High School Why are some random physical quantitites given a name?

[Kumar8434]

$\frac{dp}{dt}$ is given the name 'force' but $\frac{dp}{ds}$ has no name. I know 'force' is useful for calculations and predicting the future of the system. If 'convenience in calculations' is the reason why some quantities are given names, then I don't see why $\frac{dp}{ds}$ doesn't have a name.
Let's call $\frac{dp}{ds}$ 'x-force' denoted by $x$. Then if x-force is a function of time $x(t)$, then,
$$\int_{t_1}^{t_2}x(t)dt=m(\ln(v_2)-\ln(v_1))$$
which looks similar to the work-energy equation:
$$\int_{s_1}^{s_2}F(s)ds=\frac{1}{2}m(v_2^2-v_1^2)$$
So, x-force can also be used for calculations but is not given a name. Then, what is the basis for calling a physical quantity important and giving it a name?

 

[A.T.]

Let's call dp/ds 'x-force'...

Yeah, call it what you want, and then go on to stuff that actually matters.

 

[Kumar8434]

Yeah, call it what you want, and then go on to stuff that actually matters.
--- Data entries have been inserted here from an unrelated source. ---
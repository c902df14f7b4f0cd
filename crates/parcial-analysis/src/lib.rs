//! Parcial Analysis - pitch tools for collections of Partials
//!
//! This crate estimates frequency trajectories that drive channelization
//! and labeling:
//!
//! - [`f0`] - maximum-likelihood fundamental frequency from spectral peaks
//! - [`fundamental`] - fundamental tracking over a set of Partials
//! - [`frequency_reference`] - reference envelope from the longest Partial
//!   in a frequency band
//!
//! ## Example Workflow
//!
//! ```rust
//! use parcial_analysis::{FrequencyReference, FundamentalFromPartials};
//! use parcial_core::{Breakpoint, Partial};
//!
//! let partials: Vec<Partial> = (1..=4)
//!     .map(|k| {
//!         let f = 110.0 * f64::from(k);
//!         let mut p = Partial::new();
//!         p.insert(0.0, Breakpoint::new(f, 0.2, 0.0, 0.0));
//!         p.insert(0.5, Breakpoint::new(f * 1.01, 0.2, 0.0, 0.0));
//!         p
//!     })
//!     .collect();
//!
//! // 1. Track the fundamental
//! let f0 = FundamentalFromPartials::default()
//!     .build_envelope_over_span(&partials, 0.05, 80.0, 150.0)
//!     .unwrap();
//! assert!(!f0.is_empty());
//!
//! // 2. Or take the first harmonic's own trajectory as the reference
//! let reference = FrequencyReference::new(&partials, 100.0, 120.0).unwrap();
//! assert!((reference.value_at(0.25) - 110.55).abs() < 0.01);
//! ```

pub mod f0;
pub mod frequency_reference;
pub mod fundamental;

pub use f0::{F0Estimate, MAX_HARMONIC, MAX_SECANT_ITERATIONS, normalized_likelihood};
pub use frequency_reference::FrequencyReference;
pub use fundamental::{DEFAULT_AMP_FLOOR_DB, DEFAULT_PRECISION, FundamentalFromPartials};
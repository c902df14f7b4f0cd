//! Additive synthesis to WAV.

use super::common::{linear_to_db, load_partials, peak, render_partials};
use clap::Args;
use parcial_core::{Envelope, Label};
use parcial_io::{WavSpec, write_wav};
use parcial_synth::{DEFAULT_FADE_TIME, Synthesizer, SynthesizerParams};
use std::path::PathBuf;

#[derive(Args)]
pub struct RenderArgs {
    /// Input Partial file (JSON)
    #[arg(value_name = "INPUT")]
    input: PathBuf,

    /// Output WAV file
    #[arg(value_name = "OUTPUT")]
    output: PathBuf,

    /// Output sample rate in Hz
    #[arg(long, default_value = "44100")]
    sample_rate: u32,

    /// Fade in/out time around each Partial, seconds
    #[arg(long, default_value_t = DEFAULT_FADE_TIME)]
    fade_time: f64,

    /// Output bit depth (8, 16, 24, or 32 for float)
    #[arg(long, default_value = "16")]
    bit_depth: u16,

    /// Phase jitter gain in radians (0 disables jitter)
    #[arg(long, default_value = "0.0")]
    jitter_gain: f64,

    /// Fraction of jitter shared between low harmonics, 0 to 1
    #[arg(long, default_value = "0.0")]
    jitter_coherence: f64,

    /// Highest label receiving coherent jitter
    #[arg(long, default_value = "0")]
    cutoff_label: Label,
}

pub fn run(args: RenderArgs) -> anyhow::Result<()> {
    let partials = load_partials(&args.input)?;

    let params =
        SynthesizerParams::new(f64::from(args.sample_rate))?.with_fade_time(args.fade_time)?;
    let mut synth = Synthesizer::new(params)?;
    if args.jitter_gain > 0.0 {
        if !(0.0..=1.0).contains(&args.jitter_coherence) {
            anyhow::bail!(
                "jitter coherence must be between 0 and 1, got {}",
                args.jitter_coherence
            );
        }
        synth.configure_jitter(
            Envelope::Constant(args.jitter_gain),
            Envelope::Constant(args.jitter_coherence),
            args.cutoff_label,
        );
    }

    println!(
        "Rendering {} Partials at {} Hz...",
        partials.len(),
        args.sample_rate
    );
    let buffer = render_partials(&mut synth, &partials)?;

    let level = peak(&buffer);
    println!(
        "  {} samples, {:.3}s, peak {:.1} dB",
        buffer.len(),
        buffer.len() as f64 / f64::from(args.sample_rate),
        linear_to_db(level)
    );

    println!("Writing {}...", args.output.display());
    write_wav(
        &args.output,
        &buffer,
        WavSpec::mono(args.sample_rate, args.bit_depth),
    )?;
    println!("Done!");

    Ok(())
}
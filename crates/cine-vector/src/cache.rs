//! Embedding cache
//!
//! Wraps an [`EmbeddingClient`] with a moka LRU cache so repeated texts
//! (re-submitted queries, the "similar movies" flow) skip the model call.

use crate::embedding::EmbeddingClient;
use async_trait::async_trait;
use cine_core::Result;
use moka::future::Cache;
use std::collections::hash_map::DefaultHasher;
use std::hash::{Hash, Hasher};
use std::sync::atomic::{AtomicU64, Ordering};
use std::sync::Arc;
use std::time::Duration;

/// Embeddings are deterministic per model, so entries only expire on capacity
/// pressure or after an hour.
const CACHE_TTL_SECS: u64 = 3600;

fn hash_text(model: &str, text: &str) -> u64 {
    let mut hasher = DefaultHasher::new();
    model.hash(&mut hasher);
    text.hash(&mut hasher);
    hasher.finish()
}

/// Caching decorator around an embedding client
pub struct CachedEmbedding {
    inner: Arc<dyn EmbeddingClient>,
    cache: Cache<u64, Vec<f32>>,
    hits: AtomicU64,
    misses: AtomicU64,
}

impl CachedEmbedding {
    pub fn new(inner: Arc<dyn EmbeddingClient>, max_capacity: u64) -> Self {
        let cache = Cache::builder()
            .max_capacity(max_capacity)
            .time_to_live(Duration::from_secs(CACHE_TTL_SECS))
            .build();

        Self {
            inner,
            cache,
            hits: AtomicU64::new(0),
            misses: AtomicU64::new(0),
        }
    }

    /// (hits, misses) since creation
    pub fn stats(&self) -> (u64, u64) {
        (
            self.hits.load(Ordering::Relaxed),
            self.misses.load(Ordering::Relaxed),
        )
    }
}

#[async_trait]
impl EmbeddingClient for CachedEmbedding {
    async fn embed(&self, text: &str) -> Result<Vec<f32>> {
        let key = hash_text(self.inner.model(), text);
        if let Some(vector) = self.cache.get(&key).await {
            self.hits.fetch_add(1, Ordering::Relaxed);
            return Ok(vector);
        }

        self.misses.fetch_add(1, Ordering::Relaxed);
        let vector = self.inner.embed(text).await?;
        self.cache.insert(key, vector.clone()).await;
        Ok(vector)
    }

    async fn embed_batch(&self, texts: &[String]) -> Result<Vec<Vec<f32>>> {
        let mut results = Vec::with_capacity(texts.len());
        for text in texts {
            results.push(self.embed(text).await?);
        }
        Ok(results)
    }

    fn dimension(&self) -> usize {
        self.inner.dimension()
    }

    fn model(&self) -> &str {
        self.inner.model()
    }
}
If you don't like the name, then maybe use $force'$. But why doesn't it matter? I've shown that we can also do calculations with it and predict the future of a system.

 

[A.T.]

But why doesn't it matter?

If it matters to you, name it what you want and be happy.

 

[Drakkith]

There's no simple answer to your question, but I'd bet some factors include how often these quantities are used, their relationship to other quantities, whether they can be derived from other quantities or not, along with other factors. Some quantities have names but are rarely used. For example, the 2nd derivative of acceleration is known as jounce, but you probably won't encounter that term very often.